Market Lessons they don’t Teach in Business School

 

A few years ago, I began my journey as an investor. I transferred over some of my savings over to Questrade; an online broker to start investing in the stock market.

Lesson # 1: Beating the S&P 500 is a long term game

The goal of investing is simple – you want to beat the rate offered by your savings account and the rate of return of the S&P 500 (or the overall market). If you’re below you’re wasting your time because you could’ve parked your capital in a low cost index fund. Always compare your own portfolio performance to these two benchmark figures.

Am I beating the interest rate and Am I outperforming the S&P 500? are two questions that should be at the back of your mind.  When you start investing, it is easy to get caught up in short term gains. It is possible a stock shoots up 10-100% in one day. However, that growth is NEVER sustainable. It is important to see your growth on a year over year basis rather then day-day. I remember one year, in 5 months my portfolio grew by 30% however by the year end it dropped back to 10%. Always focus on long-term growth. Growth of 5% right off the bat is great but 10% per year for life is even better.

Lesson # 2: Look at all the factors:

When picking a stock do your research. What are the highs and lows? Do they pay a dividend? What products do they sell? What are the future growth opportunities? The point here is not to select a stock just because it’s cheap or pays a dividend. Choose a stock based on its merits – sometimes when a stock’s cheap there is a reason – find it and then see if its still worth your capital. One of the worst trades I ever made was with Google when I initiated a large position days before earnings thinking the stock would skyrocket.
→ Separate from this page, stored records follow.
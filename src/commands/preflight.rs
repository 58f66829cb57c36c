//! Preflight command - runs preflight checks.

use anyhow::Result;

use crate::config::Config;
use crate::preflight;

/// Execute the preflight command.
pub fn cmd_preflight(config: &Config, name: Option<&str>, strict: bool) -> Result<()> {
    if strict {
        preflight::run_preflight_or_fail(config, name)?;
    } else {
        let report = preflight::run_preflight(config, name);
        report.print();
        if !report.all_passed() {
            println!("Some checks failed. Use --strict to fail with a non-zero exit.");
        }
    }
    Ok(())
}
//! Centralized command execution with consistent error handling.
//!
//! Every external command (`aws`, `docker`) goes through this module,
//! ensuring all commands capture stderr and provide useful error messages.

use anyhow::{bail, Context, Result};
use std::io::Write;
use std::path::Path;
use std::process::{Command, ExitStatus, Stdio};

/// Result of a command execution.
#[derive(Debug, Clone)]
pub struct CommandResult {
    /// Exit status of the command.
    pub status: ExitStatus,
    /// Captured stdout as a string.
    pub stdout: String,
    /// Captured stderr as a string.
    pub stderr: String,
}

impl CommandResult {
    /// Returns true if the command exited successfully.
    pub fn success(&self) -> bool {
        self.status.success()
    }

    /// Get the exit code, or -1 if terminated by signal.
    pub fn code(&self) -> i32 {
        self.status.code().unwrap_or(-1)
    }

    /// Get stdout, trimmed of whitespace.
    pub fn stdout_trimmed(&self) -> &str {
        self.stdout.trim()
    }

    /// Get stderr, trimmed of whitespace.
    pub fn stderr_trimmed(&self) -> &str {
        self.stderr.trim()
    }
}

/// Builder for configuring command execution.
pub struct Cmd {
    program: String,
    args: Vec<String>,
    current_dir: Option<std::path::PathBuf>,
    envs: Vec<(String, String)>,
    stdin_data: Option<String>,
    /// If true, don't fail on non-zero exit.
    allow_fail: bool,
    /// Custom error message prefix.
    error_prefix: Option<String>,
}

impl Cmd {
    /// Create a new command builder.
    pub fn new(program: impl AsRef<str>) -> Self {
        Self {
            program: program.as_ref().to_string(),
            args: Vec::new(),
            current_dir: None,
            envs: Vec::new(),
            stdin_data: None,
            allow_fail: false,
            error_prefix: None,
        }
    }

    /// Add a single argument.
    pub fn arg(mut self, arg: impl AsRef<str>) -> Self {
        self.args.push(arg.as_ref().to_string());
        self
    }

    /// Add multiple arguments.
    pub fn args<I, S>(mut self, args: I) -> Self
    where
        I: IntoIterator<Item = S>,
        S: AsRef<str>,
    {
        for arg in args {
            self.args.push(arg.as_ref().to_string());
        }
        self
    }

    /// Set the working directory for the child process.
    ///
    /// The parent's working directory is never touched; commands that must
    /// run inside a recipe directory use this instead of chdir.
    pub fn dir(mut self, dir: &Path) -> Self {
        self.current_dir = Some(dir.to_path_buf());
        self
    }

    /// Set an environment variable for the child process.
    pub fn env(mut self, key: impl AsRef<str>, value: impl AsRef<str>) -> Self {
        self.envs
            .push((key.as_ref().to_string(), value.as_ref().to_string()));
        self
    }

    /// Pipe the given data to the child's stdin.
    pub fn stdin(mut self, data: impl AsRef<str>) -> Self {
        self.stdin_data = Some(data.as_ref().to_string());
        self
    }

    /// Allow non-zero exit codes without failing.
    pub fn allow_fail(mut self) -> Self {
        self.allow_fail = true;
        self
    }

    /// Set a custom error message prefix.
    pub fn error_msg(mut self, msg: impl AsRef<str>) -> Self {
        self.error_prefix = Some(msg.as_ref().to_string());
        self
    }

    /// Run the command and capture output.
    pub fn run(self) -> Result<CommandResult> {
        let mut cmd = Command::new(&self.program);
        cmd.args(&self.args);

        if let Some(ref dir) = self.current_dir {
            cmd.current_dir(dir);
        }
        for (key, value) in &self.envs {
            cmd.env(key, value);
        }

        let output = if let Some(ref input) = self.stdin_data {
            cmd.stdin(Stdio::piped());
            cmd.stdout(Stdio::piped());
            cmd.stderr(Stdio::piped());

            let mut child = cmd.spawn().with_context(|| {
                format!("Failed to execute '{}'. Is it installed?", self.program)
            })?;

            if let Some(mut stdin) = child.stdin.take() {
                // A child that exits without draining stdin surfaces through
                // its exit status, not the broken pipe.
                if let Err(e) = stdin.write_all(input.as_bytes()) {
                    if e.kind() != std::io::ErrorKind::BrokenPipe {
                        return Err(e).with_context(|| {
                            format!("Failed to write to stdin of '{}'", self.program)
                        });
                    }
                }
            }

            child.wait_with_output().with_context(|| {
                format!("Failed to collect output of '{}'", self.program)
            })?
        } else {
            cmd.output().with_context(|| {
                format!("Failed to execute '{}'. Is it installed?", self.program)
            })?
        };

        let result = CommandResult {
            status: output.status,
            stdout: String::from_utf8_lossy(&output.stdout).into_owned(),
            stderr: String::from_utf8_lossy(&output.stderr).into_owned(),
        };

        if !self.allow_fail && !result.success() {
            let prefix = self
                .error_prefix
                .unwrap_or_else(|| format!("'{}' failed", self.program));

            let stderr = result.stderr_trimmed();
            if stderr.is_empty() {
                bail!("{} (exit code {})", prefix, result.code());
            } else {
                bail!("{} (exit code {}):\n{}", prefix, result.code(), stderr);
            }
        }

        Ok(result)
    }

    /// Run the command with inherited stdio (interactive/streaming).
    ///
    /// Output goes directly to the terminal. Use for long-running commands
    /// where the user should see progress (e.g., image builds and pushes).
    pub fn run_interactive(self) -> Result<ExitStatus> {
        let mut cmd = Command::new(&self.program);
        cmd.args(&self.args);
        cmd.stdin(Stdio::inherit());
        cmd.stdout(Stdio::inherit());
        cmd.stderr(Stdio::inherit());

        if let Some(ref dir) = self.current_dir {
            cmd.current_dir(dir);
        }
        for (key, value) in &self.envs {
            cmd.env(key, value);
        }

        let status = cmd.status().with_context(|| {
            format!("Failed to execute '{}'. Is it installed?", self.program)
        })?;

        if !self.allow_fail && !status.success() {
            let prefix = self
                .error_prefix
                .unwrap_or_else(|| format!("'{}' failed", self.program));
            bail!("{} (exit code {})", prefix, status.code().unwrap_or(-1));
        }

        Ok(status)
    }
}

/// Run a command with arguments. Fails with stderr on error.
pub fn run<I, S>(program: &str, args: I) -> Result<CommandResult>
where
    I: IntoIterator<Item = S>,
    S: AsRef<str>,
{
    let mut cmd = Cmd::new(program);
    for arg in args {
        cmd = cmd.arg(arg);
    }
    cmd.run()
}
What do you know – earnings were terrible and the stock tanked.

Lesson # 3: K.I.S.S – Keep it Simple Stupid

A wise man once said “I only invest in companies that I understand”. When you first start investing (if you haven’t already) you will notice there are so many options to choose from in the market. So many companies are listed across numerous industries. In addition, each week new companies are listed opening up new opportunities. However, as investors we are capped because of capital and we have to make choices.  I cannot stress this enough – choose companies you understand. People around you will be pitching you so many ideas hey you should invest in gold, Jordan’s are the new trend and will be throwing ideas left, right and centre. Invest in a company you know and that you believe can grow and provide good gains down the road. If it takes you 1 hour to understand what the main product is I would stay away.

Lesson # 4: Timing the market is a fool’s game

NOBODY and I mean NOBODY can time the market. Over my time as an investor I have held through some “major events” and have learnt to ignore the noise and just focus on my strategy capitalizing on dips in the markets and diluting my average buying price. When I started I spent time agonizing over events such as the Greece crisis, Scotland referendum and others and how it would impact my portfolio. “Do I liquidate and take a loss and should I sell” often crossed my mind. However, in the end the majority of these events lasted a few weeks and then dissipated. Many investors wait for the “next crash” to make their moves hoping for the day that may never arrive. History has showed that the majority of the time the market ends up gaining in the long run and those that “timed” the market end up with smaller returns down the road.

If you think you’re great at timing the market try the game and let me know how you did in the comments.

Lesson # 5: Penny Foolish, Dollar Wise:

Small costs add up. You may think commission for trading doesn’t add up but believe me it does. I remember in my 1st year of trading – I had almost a hundred trades. Now I was lucky, my broker only charged 4.95$ per trade but I know brokers that charge 9.95$ – 11.95$ per trade. I recall once my friend told me you need to make 10 dollars on a stock to gain a profit and I realized I had to generate that to cover my commission. Always remember the costs associated with trading as those costs can cause you to have negative returns for the year. If you are someone that likes investing in mutual funds or ETFS – many of times the difference in performance will come down to the management fees.

Disclaimer: All of the above information is my own personal opinion. Please do your research before choosing stocks.